■ **MATERIAL PROVIDED**
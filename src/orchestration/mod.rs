//! # Orchestration Engine
//!
//! Stage sequencing for the podcast generation pipeline: typed stage
//! results, the fatal/degradable failure classifier, the workflow/task
//! tracker, best-effort UI updates, and the orchestrator itself.

pub mod error_classifier;
pub mod errors;
pub mod pipeline;
pub mod stages;
pub mod tracker;
pub mod types;
pub mod ui_updates;

pub use error_classifier::{FailureDisposition, StageFailureClassifier, StandardStageClassifier};
pub use errors::{LogicalErrorKind, OrchestrationError, OrchestrationResult};
pub use pipeline::StageOrchestrator;
pub use stages::{derive_stage_key, PipelineStage};
pub use tracker::WorkflowTracker;
pub use types::{
    AudioDetails, HarvestResult, NotifyResult, OrchestrationLogEntry, PodcastRequest,
    ScriptResult, ScriptSegment, VoiceOutcome, WorkflowOutcome,
};
pub use ui_updates::{HttpUiUpdateSender, NullUiUpdateSender, UiUpdate, UiUpdateSender};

■ **INSTRUCTIONS TO FOLLOW**
What lines in the entries above hold "errors"? Copy every one.

■ **WRITTEN RESPONSE**
pub mod errors;
pub use errors::{LogicalErrorKind, OrchestrationError, OrchestrationResult};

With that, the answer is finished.